Add an Unstable C API for immortalizing objects

I’ve been looking at a multithreaded scaling issue in NumPy. This has uncovered a number of scaling issues in NumPy and CPython that we are in the process of resolving.

In the process, we noticed that there is some reference count contention around two static, global PyCapsules that NumPy defines for the default allocator and floating point exception handler. Users can override these but in practice almost no one does that and most people use the global, default allocators.

Making things more complicated, these PyCapsule objects and the pointers they wrap are part of the public NumPy API and users may be relying on them.

In the thread, @colesbury suggested making the troublesome PyCapsule objects immortal. And indeed, this does fix the issue. If I measure using my fast-cache branch of NumPy and my fast-cache-no-immortal branch with release builds of NumPy on my M3 Max Macbook Pro, I see a ~20% wall clock performance improvement for the multithreaded case in a test script by making these capsules immortal. Without this change, multiprocessing beats multithreading on this benchmark. These special branches are necessary because they merge in a number of WIP pull requests from me and Kumar Aditya that fix other performance bottlenecks.

Of course I can only do that right now by using the internal _Py_SetImmortal function and defining Py_BUILD_CORE in NumPy internals. I’d prefer to avoid doing that or at least only do that on older Python versions with frozen ABIs via the pythoncapi-compat header.

I’d like to propose making a version of _Py_SetImmortal public as PyUnstable_SetImmortal with the following API and contract:

int PyUnstable_SetImmortal(PyObject *op)

Marks the object op immortal. The argument should not be a string and should be a newly created Python object that is not exposed for concurrent reads to multiple interpreters or threads. This is a one-way process: objects can only be made immortal, they cannot be made mortal once again. Immortal objects do not participate in reference counting and will never be garbage collected. If this function fails, the object is not immortal. Returns -1 on failure and 0 on success.

I don’t think it’s a good idea to expose _Py_SetImmortal directly since it cannot fail and that leads to races reported on the issue tracker. There’s also a note in the internal docs that you shouldn’t pass _Py_SetImmortal a string, so I also added that caveat to the contract.

In NumPy I’d like to call this function on the two PyCapsule pointers I describe above in the module initialization code so the additional checks I’m proposing shouldn’t be a performance concern. I think usually people will want to do this in initialization code and a few extra checks shouldn’t be problematic.

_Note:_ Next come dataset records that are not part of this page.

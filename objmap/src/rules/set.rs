use std::collections::HashMap;

use super::MappingRule;
use crate::error::{MapperError, Result};
use crate::reflect::TypeInfo;

/// What happens when a rule targets a member that already has one
#[derive(Debug, Clone, Copy, PartialEq, Eq, Default)]
pub enum OverwritePolicy {
    /// Replace the existing rule, keeping its position
    Allow,
    /// Keep the first rule
    #[default]
    Skip,
    /// Fail with an invalid-operation error
    Reject,
}

/// Ordered rules for one type pair, at most one per target member
#[derive(Clone)]
pub struct RuleSet {
    source_type: &'static TypeInfo,
    target_type: &'static TypeInfo,
    policy: OverwritePolicy,
    rules: Vec<MappingRule>,
    index: HashMap<String, usize>,
}

impl RuleSet {
    pub fn new(
        source_type: &'static TypeInfo,
        target_type: &'static TypeInfo,
        policy: OverwritePolicy,
    ) -> Self {
        RuleSet {
            source_type,
            target_type,
            policy,
            rules: Vec::new(),
            index: HashMap::new(),
        }
    }

    pub fn source_type(&self) -> &'static TypeInfo {
        self.source_type
    }

    pub fn target_type(&self) -> &'static TypeInfo {
        self.target_type
    }

    pub fn policy(&self) -> OverwritePolicy {
        self.policy
    }

    /// Add a rule, resolving a duplicate target with the set's policy
    ///
    /// Returns whether the rule is now part of the set.
    pub fn add(&mut self, rule: MappingRule) -> Result<bool> {
        match self.index.get(rule.target_member()).copied() {
            None => {
                self.index.insert(rule.target_member().to_string(), self.rules.len());
                self.rules.push(rule);
                Ok(true)
            }
            Some(position) => match self.policy {
                OverwritePolicy::Allow => {
                    self.rules[position] = rule;
                    Ok(true)
                }
                OverwritePolicy::Skip => {
                    log::trace!(
                        "skipping rule {} -> {}: target already mapped",
                        rule.source_member(),
                        rule.target_member()
                    );
                    Ok(false)
                }
                OverwritePolicy::Reject => Err(MapperError::invalid_operation(format!(
                    "{}.{} already has a mapping rule",
                    self.target_type.name(),
                    rule.target_member()
                ))),
            },
        }
    }

    /// Add rules in order, stopping at the first rejection
    pub fn add_range(&mut self, rules: impl IntoIterator<Item = MappingRule>) -> Result<()> {
        for rule in rules {
            self.add(rule)?;
        }
        Ok(())
    }

    /// Rule for a target member
    pub fn get(&self, target_member: &str) -> Option<&MappingRule> {
        self.index.get(target_member).map(|&i| &self.rules[i])
    }

    pub fn contains(&self, target_member: &str) -> bool {
        self.index.contains_key(target_member)
    }

    pub fn iter(&self) -> std::slice::Iter<'_, MappingRule> {
        self.rules.iter()
    }

    pub fn len(&self) -> usize {
        self.rules.len()
    }

    pub fn is_empty(&self) -> bool {
        self.rules.is_empty()
    }

    /// Rebuild from already-ordered rules; `unindexed` rules are kept out of
    /// target lookup
    pub(crate) fn from_ordered(
        source_type: &'static TypeInfo,
        target_type: &'static TypeInfo,
        policy: OverwritePolicy,
        rules: Vec<(MappingRule, bool)>,
    ) -> Self {
        let mut set = RuleSet::new(source_type, target_type, policy);
        for (rule, indexed) in rules {
            if indexed {
                set.index.insert(rule.target_member().to_string(), set.rules.len());
            }
            set.rules.push(rule);
        }
        set
    }
}

impl IntoIterator for RuleSet {
    type Item = MappingRule;
    type IntoIter = std::vec::IntoIter<MappingRule>;

    fn into_iter(self) -> Self::IntoIter {
        self.rules.into_iter()
    }
}

impl<'a> IntoIterator for &'a RuleSet {
    type Item = &'a MappingRule;
    type IntoIter = std::slice::Iter<'a, MappingRule>;

    fn into_iter(self) -> Self::IntoIter {
        self.rules.iter()
    }
}

impl std::fmt::Debug for RuleSet {
    fn fmt(&self, f: &mut std::fmt::Formatter<'_>) -> std::fmt::Result {
        f.debug_struct("RuleSet")
            .field("source_type", &self.source_type.name())
            .field("target_type", &self.target_type.name())
            .field("policy", &self.policy)
            .field("rules", &self.rules)
            .finish()
    }
}
//! Member metadata and accessors

use std::any::type_name;

use super::{Mappable, MemberValue, Reflect, TypeHandle, Value, ValueType};
use crate::error::ConversionError;

type Getter = Box<dyn Fn(&dyn Reflect) -> Result<Value, ConversionError> + Send + Sync>;
type Setter = Box<dyn Fn(&mut dyn Reflect, Value) -> Result<(), ConversionError> + Send + Sync>;

/// Which way a declarative tag links two members
#[derive(Debug, Clone, Copy, PartialEq, Eq, Hash)]
pub enum Direction {
    /// The tagged member is populated from the other type's member
    From,
    /// The tagged member populates the other type's member
    To,
    /// Both of the above
    Both,
}

impl Direction {
    /// Tagged member acts as a source
    pub fn is_outgoing(&self) -> bool {
        matches!(self, Direction::To | Direction::Both)
    }

    /// Tagged member acts as a target
    pub fn is_incoming(&self) -> bool {
        matches!(self, Direction::From | Direction::Both)
    }
}

impl std::str::FromStr for Direction {
    type Err = String;

    fn from_str(s: &str) -> Result<Self, Self::Err> {
        match s.to_ascii_lowercase().as_str() {
            "from" => Ok(Direction::From),
            "to" => Ok(Direction::To),
            "both" => Ok(Direction::Both),
            other => Err(format!("unknown mapping direction '{}'", other)),
        }
    }
}

/// A declarative link from one member to a member of another type
#[derive(Debug, Clone, Copy, PartialEq, Eq)]
pub struct MappingTag {
    pub direction: Direction,
    pub other_type: TypeHandle,
    pub other_member: &'static str,
}

impl MappingTag {
    pub fn new(direction: Direction, other_type: TypeHandle, other_member: &'static str) -> Self {
        MappingTag {
            direction,
            other_type,
            other_member,
        }
    }
}

/// One member of a mappable type
pub struct MemberInfo {
    name: &'static str,
    value_type: ValueType,
    getter: Option<Getter>,
    setter: Option<Setter>,
    tags: Vec<MappingTag>,
}

impl MemberInfo {
    pub(super) fn new(
        name: &'static str,
        value_type: ValueType,
        getter: Option<Getter>,
        setter: Option<Setter>,
    ) -> Self {
        MemberInfo {
            name,
            value_type,
            getter,
            setter,
            tags: Vec::new(),
        }
    }

    pub(super) fn push_tag(&mut self, tag: MappingTag) {
        self.tags.push(tag);
    }

    pub fn name(&self) -> &'static str {
        self.name
    }

    /// Declared type of the member
    pub fn value_type(&self) -> &ValueType {
        &self.value_type
    }

    pub fn is_readable(&self) -> bool {
        self.getter.is_some()
    }

    pub fn is_writable(&self) -> bool {
        self.setter.is_some()
    }

    pub fn tags(&self) -> &[MappingTag] {
        &self.tags
    }

    /// Read the member from `object`
    ///
    /// Write-only members read as `Null`.
    pub fn get(&self, object: &dyn Reflect) -> Result<Value, ConversionError> {
        match &self.getter {
            Some(getter) => getter(object),
            None => Ok(Value::Null),
        }
    }

    /// Write `value` into the member of `object`, converting it to the member type
    pub fn set(&self, object: &mut dyn Reflect, value: Value) -> Result<(), ConversionError> {
        match &self.setter {
            Some(setter) => setter(object, value),
            None => Err(ConversionError::Unsupported {
                from: value.kind(),
                to: self.value_type.clone(),
            }),
        }
    }
}

impl std::fmt::Debug for MemberInfo {
    fn fmt(&self, f: &mut std::fmt::Formatter<'_>) -> std::fmt::Result {
        f.debug_struct("MemberInfo")
            .field("name", &self.name)
            .field("type", &self.value_type.to_string())
            .field("readable", &self.is_readable())
            .field("writable", &self.is_writable())
            .field("tags", &self.tags)
            .finish()
    }
}

fn wrong_object<T: Mappable>(object: &dyn Reflect) -> ConversionError {
    ConversionError::WrongObject {
        expected: type_name::<T>(),
        found: object.type_info().qualified_name(),
    }
}

pub(super) fn field_getter<T: Mappable, V: MemberValue>(get: fn(&T) -> &V) -> Getter {
    Box::new(move |object: &dyn Reflect| {
        let typed = object
            .as_any()
            .downcast_ref::<T>()
            .ok_or_else(|| wrong_object::<T>(object))?;
        Ok(get(typed).to_value())
    })
}

pub(super) fn property_getter<T: Mappable, V: MemberValue>(get: fn(&T) -> V) -> Getter {
    Box::new(move |object: &dyn Reflect| {
        let typed = object
            .as_any()
            .downcast_ref::<T>()
            .ok_or_else(|| wrong_object::<T>(object))?;
        Ok(get(typed).to_value())
    })
}

pub(super) fn field_setter<T: Mappable, V: MemberValue>(get_mut: fn(&mut T) -> &mut V) -> Setter {
    Box::new(move |object: &mut dyn Reflect, value: Value| {
        let converted = V::from_value(value)?;
        let found = object.type_info().qualified_name();
        let typed = object
            .as_any_mut()
            .downcast_mut::<T>()
            .ok_or(ConversionError::WrongObject {
                expected: type_name::<T>(),
                found,
            })?;
        *get_mut(typed) = converted;
        Ok(())
    })
}

pub(super) fn property_setter<T: Mappable, V: MemberValue>(set: fn(&mut T, V)) -> Setter {
    Box::new(move |object: &mut dyn Reflect, value: Value| {
        let converted = V::from_value(value)?;
        let found = object.type_info().qualified_name();
        let typed = object
            .as_any_mut()
            .downcast_mut::<T>()
            .ok_or(ConversionError::WrongObject {
                expected: type_name::<T>(),
                found,
            })?;
        set(typed, converted);
        Ok(())
    })
}

#[cfg(test)]
mod tests {
    use super::*;

    #[test]
    fn test_direction_parsing() {
        assert_eq!("From".parse::<Direction>(), Ok(Direction::From));
        assert_eq!("both".parse::<Direction>(), Ok(Direction::Both));
        assert!("sideways".parse::<Direction>().is_err());
    }

    #[test]
    fn test_direction_flags() {
        assert!(Direction::To.is_outgoing());
        assert!(!Direction::To.is_incoming());
        assert!(Direction::From.is_incoming());
        assert!(Direction::Both.is_incoming() && Direction::Both.is_outgoing());
    }
}
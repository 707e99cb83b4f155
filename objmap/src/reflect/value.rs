//! Dynamic member values

use chrono::{DateTime, SecondsFormat, Utc};
use serde::{Deserialize, Serialize};
use uuid::Uuid;

use super::{Mappable, Reflect, TypeInfo};
use crate::error::ConversionError;

/// A member value in transit between two objects
#[derive(Debug, Clone, PartialEq, Serialize, Deserialize)]
#[serde(tag = "type", content = "value")]
pub enum Value {
    /// Null/absent value
    Null,
    /// Boolean
    Bool(bool),
    /// Any integer kind, widened
    Int(i64),
    /// Any floating point kind, widened
    Float(f64),
    /// Text (also carries `u64` values above `i64::MAX`)
    String(String),
    /// Date and time
    DateTime(DateTime<Utc>),
    /// Unique identifier
    Guid(Uuid),
    /// Nested object (not serializable)
    #[serde(skip)]
    Object(ObjectValue),
    /// Ordered elements of one member type
    List(Vec<Value>),
}

impl Value {
    /// Wrap a mappable object
    pub fn object<T: Mappable>(object: T) -> Self {
        Value::Object(ObjectValue::new(object))
    }

    /// Short name of the variant, used in error messages
    pub fn kind(&self) -> &'static str {
        match self {
            Value::Null => "null",
            Value::Bool(_) => "bool",
            Value::Int(_) => "int",
            Value::Float(_) => "float",
            Value::String(_) => "string",
            Value::DateTime(_) => "datetime",
            Value::Guid(_) => "guid",
            Value::Object(_) => "object",
            Value::List(_) => "list",
        }
    }

    pub fn is_null(&self) -> bool {
        matches!(self, Value::Null)
    }

    pub fn as_bool(&self) -> Option<bool> {
        match self {
            Value::Bool(b) => Some(*b),
            _ => None,
        }
    }

    pub fn as_i64(&self) -> Option<i64> {
        match self {
            Value::Int(i) => Some(*i),
            _ => None,
        }
    }

    pub fn as_f64(&self) -> Option<f64> {
        match self {
            Value::Float(f) => Some(*f),
            Value::Int(i) => Some(*i as f64),
            _ => None,
        }
    }

    pub fn as_str(&self) -> Option<&str> {
        match self {
            Value::String(s) => Some(s),
            _ => None,
        }
    }

    pub fn as_object(&self) -> Option<&ObjectValue> {
        match self {
            Value::Object(obj) => Some(obj),
            _ => None,
        }
    }

    pub fn as_list(&self) -> Option<&[Value]> {
        match self {
            Value::List(items) => Some(items),
            _ => None,
        }
    }

    /// Take the nested object out as a concrete type
    pub fn into_object<T: Mappable>(self) -> Result<T, ConversionError> {
        match self {
            Value::Object(obj) => {
                let found = obj.type_info().qualified_name();
                obj.into_inner::<T>().ok_or(ConversionError::WrongObject {
                    expected: std::any::type_name::<T>(),
                    found,
                })
            }
            other => Err(ConversionError::Unsupported {
                from: other.kind(),
                to: super::ValueType::object::<T>(),
            }),
        }
    }

    /// Render as JSON, expanding nested objects member by member
    pub fn to_json(&self) -> serde_json::Value {
        match self {
            Value::Null => serde_json::Value::Null,
            Value::Bool(b) => serde_json::Value::Bool(*b),
            Value::Int(i) => serde_json::Value::from(*i),
            Value::Float(f) => serde_json::Number::from_f64(*f)
                .map(serde_json::Value::Number)
                .unwrap_or(serde_json::Value::Null),
            Value::String(s) => serde_json::Value::String(s.clone()),
            Value::DateTime(dt) => {
                serde_json::Value::String(dt.to_rfc3339_opts(SecondsFormat::AutoSi, true))
            }
            Value::Guid(g) => serde_json::Value::String(g.to_string()),
            Value::Object(obj) => obj.to_json(),
            Value::List(items) => serde_json::Value::Array(items.iter().map(Value::to_json).collect()),
        }
    }
}

impl std::fmt::Display for Value {
    fn fmt(&self, f: &mut std::fmt::Formatter<'_>) -> std::fmt::Result {
        match self {
            Value::Null => write!(f, "(null)"),
            Value::Bool(b) => write!(f, "{}", b),
            Value::Int(i) => write!(f, "{}", i),
            Value::Float(v) => write!(f, "{}", v),
            Value::String(s) => write!(f, "{}", s),
            Value::DateTime(dt) => write!(f, "{}", dt.to_rfc3339_opts(SecondsFormat::AutoSi, true)),
            Value::Guid(g) => write!(f, "{}", g),
            Value::Object(obj) => write!(f, "{}", obj.type_info().name()),
            Value::List(items) => {
                write!(f, "[")?;
                for (i, item) in items.iter().enumerate() {
                    if i > 0 {
                        write!(f, ", ")?;
                    }
                    write!(f, "{}", item)?;
                }
                write!(f, "]")
            }
        }
    }
}

impl From<bool> for Value {
    fn from(b: bool) -> Self {
        Value::Bool(b)
    }
}

impl From<i64> for Value {
    fn from(i: i64) -> Self {
        Value::Int(i)
    }
}

impl From<i32> for Value {
    fn from(i: i32) -> Self {
        Value::Int(i as i64)
    }
}

impl From<f64> for Value {
    fn from(f: f64) -> Self {
        Value::Float(f)
    }
}

impl From<&str> for Value {
    fn from(s: &str) -> Self {
        Value::String(s.to_string())
    }
}

impl From<String> for Value {
    fn from(s: String) -> Self {
        Value::String(s)
    }
}

/// A boxed reflected object carried inside a [`Value`]
pub struct ObjectValue(Box<dyn Reflect>);

impl ObjectValue {
    pub fn new<T: Mappable>(object: T) -> Self {
        ObjectValue(Box::new(object))
    }

    pub fn from_boxed(object: Box<dyn Reflect>) -> Self {
        ObjectValue(object)
    }

    pub fn type_info(&self) -> &'static TypeInfo {
        self.0.type_info()
    }

    pub fn as_reflect(&self) -> &dyn Reflect {
        self.0.as_ref()
    }

    pub fn as_reflect_mut(&mut self) -> &mut dyn Reflect {
        self.0.as_mut()
    }

    pub fn downcast_ref<T: Mappable>(&self) -> Option<&T> {
        self.0.as_any().downcast_ref::<T>()
    }

    pub fn into_inner<T: Mappable>(self) -> Option<T> {
        self.0.into_any().downcast::<T>().ok().map(|boxed| *boxed)
    }

    pub fn into_boxed(self) -> Box<dyn Reflect> {
        self.0
    }

    fn readable_values(&self) -> impl Iterator<Item = (&'static str, Value)> + '_ {
        self.type_info()
            .members()
            .iter()
            .filter(|m| m.is_readable())
            .map(move |m| (m.name(), m.get(self.as_reflect()).unwrap_or(Value::Null)))
    }

    fn to_json(&self) -> serde_json::Value {
        let map = self
            .readable_values()
            .map(|(name, value)| (name.to_string(), value.to_json()))
            .collect();
        serde_json::Value::Object(map)
    }
}

impl Clone for ObjectValue {
    fn clone(&self) -> Self {
        ObjectValue(self.0.clone_reflect())
    }
}

impl PartialEq for ObjectValue {
    fn eq(&self, other: &Self) -> bool {
        self.type_info().type_id() == other.type_info().type_id()
            && self
                .readable_values()
                .zip(other.readable_values())
                .all(|((_, a), (_, b))| a == b)
    }
}

impl std::fmt::Debug for ObjectValue {
    fn fmt(&self, f: &mut std::fmt::Formatter<'_>) -> std::fmt::Result {
        let mut debug = f.debug_struct(self.type_info().name());
        for (name, value) in self.readable_values() {
            debug.field(name, &value);
        }
        debug.finish()
    }
}
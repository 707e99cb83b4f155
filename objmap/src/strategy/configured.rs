use super::StrategyContext;
use crate::error::{MapperError, Result};
use crate::rules::{MappingRule, OverwritePolicy, RuleSet};

/// Member pairs listed in the external mapping configuration
#[derive(Debug, Clone, Copy, Default)]
pub struct ConfiguredStrategy;

impl ConfiguredStrategy {
    pub fn produce_rules(&self, context: &StrategyContext) -> Result<RuleSet> {
        let mut rules = RuleSet::new(context.source, context.target, OverwritePolicy::Skip);
        let Some(mapping) = context.configuration.find(context.source, context.target) else {
            return Ok(rules);
        };

        for pair in &mapping.members {
            let source = context.source.readable_member(&pair.source).ok_or_else(|| {
                MapperError::configuration(format!(
                    "{} has no readable member '{}' (mapping to {})",
                    context.source.name(),
                    pair.source,
                    context.target.name()
                ))
            })?;
            let target = context.target.writable_member(&pair.target).ok_or_else(|| {
                MapperError::configuration(format!(
                    "{} has no writable member '{}' (mapping from {})",
                    context.target.name(),
                    pair.target,
                    context.source.name()
                ))
            })?;
            rules.add(MappingRule::reflective(source, target, true))?;
        }

        Ok(rules)
    }
}

#[cfg(test)]
mod tests {
    use super::*;
    use crate::config::{MappingConfiguration, MemberPair, TypeMapping};
    use crate::reflect::Mappable;
    use crate::repository::WeakRepository;
    use std::sync::Arc;

    #[derive(Debug, Clone, Default, crate::Mappable)]
    struct Contact {
        first_name: String,
        email: String,
    }

    #[derive(Debug, Clone, Default, crate::Mappable)]
    struct Lead {
        given_name: String,
        mail: String,
    }

    fn context(configuration: MappingConfiguration) -> StrategyContext {
        StrategyContext::new(
            Contact::describe(),
            Lead::describe(),
            &[],
            WeakRepository::default(),
            Arc::new(configuration),
        )
    }

    fn mapping(source: &str, members: &[(&str, &str)]) -> MappingConfiguration {
        MappingConfiguration {
            mappings: vec![TypeMapping {
                source: source.to_string(),
                target: "Lead".to_string(),
                members: members
                    .iter()
                    .map(|(s, t)| MemberPair::new(*s, *t))
                    .collect(),
            }],
        }
    }

    #[test]
    fn test_listed_pairs_become_rules() {
        let ctx = context(mapping("Contact", &[("first_name", "given_name"), ("email", "mail")]));
        let rules = ConfiguredStrategy.produce_rules(&ctx).unwrap();
        assert_eq!(rules.len(), 2);
        assert_eq!(rules.get("mail").unwrap().source_member(), "email");
    }

    #[test]
    fn test_qualified_type_names_match() {
        let qualified = Contact::describe().qualified_name();
        let ctx = context(mapping(qualified, &[("email", "mail")]));
        assert_eq!(ConfiguredStrategy.produce_rules(&ctx).unwrap().len(), 1);
    }

    #[test]
    fn test_no_entry_produces_nothing() {
        let ctx = context(mapping("Account", &[("email", "mail")]));
        assert!(ConfiguredStrategy.produce_rules(&ctx).unwrap().is_empty());
    }

    #[test]
    fn test_unknown_member_is_configuration_error() {
        let ctx = context(mapping("Contact", &[("phone", "mail")]));
        let err = ConfiguredStrategy.produce_rules(&ctx).unwrap_err();
        assert!(matches!(err, MapperError::Configuration(_)));
    }
}
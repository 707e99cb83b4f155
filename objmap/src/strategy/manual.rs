use super::StrategyContext;
use crate::error::Result;
use crate::rules::{MappingRule, OverwritePolicy, RuleSet};

/// Rules registered at runtime
///
/// Starts empty. Registering a second rule for the same target replaces the
/// first.
#[derive(Debug, Clone)]
pub struct ManualStrategy {
    rules: RuleSet,
}

impl ManualStrategy {
    pub fn new(context: &StrategyContext) -> Self {
        ManualStrategy {
            rules: RuleSet::new(context.source, context.target, OverwritePolicy::Allow),
        }
    }

    pub fn add_rule(&mut self, rule: MappingRule) -> Result<()> {
        log::debug!(
            "registering manual rule {} -> {}",
            rule.source_member(),
            rule.target_member()
        );
        self.rules.add(rule).map(|_| ())
    }

    pub fn rules(&self) -> &RuleSet {
        &self.rules
    }

    pub fn produce_rules(&self, _context: &StrategyContext) -> Result<RuleSet> {
        Ok(self.rules.clone())
    }
}

#[cfg(test)]
mod tests {
    use super::*;
    use crate::config::MappingConfiguration;
    use crate::reflect::Mappable;
    use crate::repository::WeakRepository;
    use std::sync::Arc;

    #[derive(Debug, Clone, Default, crate::Mappable)]
    struct Order {
        total: f64,
    }

    #[derive(Debug, Clone, Default, crate::Mappable)]
    struct OrderView {
        total: String,
    }

    fn context() -> StrategyContext {
        StrategyContext::new(
            Order::describe(),
            OrderView::describe(),
            &[],
            WeakRepository::default(),
            Arc::new(MappingConfiguration::default()),
        )
    }

    #[test]
    fn test_starts_empty() {
        let ctx = context();
        let manual = ManualStrategy::new(&ctx);
        assert!(manual.produce_rules(&ctx).unwrap().is_empty());
    }

    #[test]
    fn test_later_registration_replaces_earlier() {
        let ctx = context();
        let mut manual = ManualStrategy::new(&ctx);
        manual
            .add_rule(MappingRule::delegate("first", "total", Arc::new(|_, _| Ok(()))))
            .unwrap();
        manual
            .add_rule(MappingRule::delegate("second", "total", Arc::new(|_, _| Ok(()))))
            .unwrap();

        let rules = manual.produce_rules(&ctx).unwrap();
        assert_eq!(rules.len(), 1);
        assert_eq!(rules.get("total").unwrap().source_member(), "second");
    }
}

Eventually I think we might also want to make more things in NumPy immortal - in particular there are some singleton instances that represent data types (e.g. np.dtype(‘int64’) is shared between all int64 arrays) that may benefit from being marked immortal.

There’s also some prior discussions initiated by @ZeroIntensity on this topic. He tells me privately that he’s no longer interested in pursuing those proposals. I’m not proposing adding a Python API for this.

12 Likes

I think this seems reasonable. Immortalization is a concept I expect us to keep in CPython in the future. Regarding

Perhaps it would be better to say something like “the object should be uniquely referenced by it’s creating thread”?

2 Likes

+1!

It wouldn’t surprise me if this rule expanded to more objects in the future, so we should be cautious about what we document as okay to immortalize. How about we limit PyUnstable_SetImmortal to only user-defined objects? Given the current motivation and proposed API, I don’t see any reason to immortalize an object you don’t control.

3 Likes

Sorry, does this mean “only objects local to a module” or “only types defined outside of CPython?” If it’s the latter, that won’t help NumPy - I want to immortalize PyCapsules.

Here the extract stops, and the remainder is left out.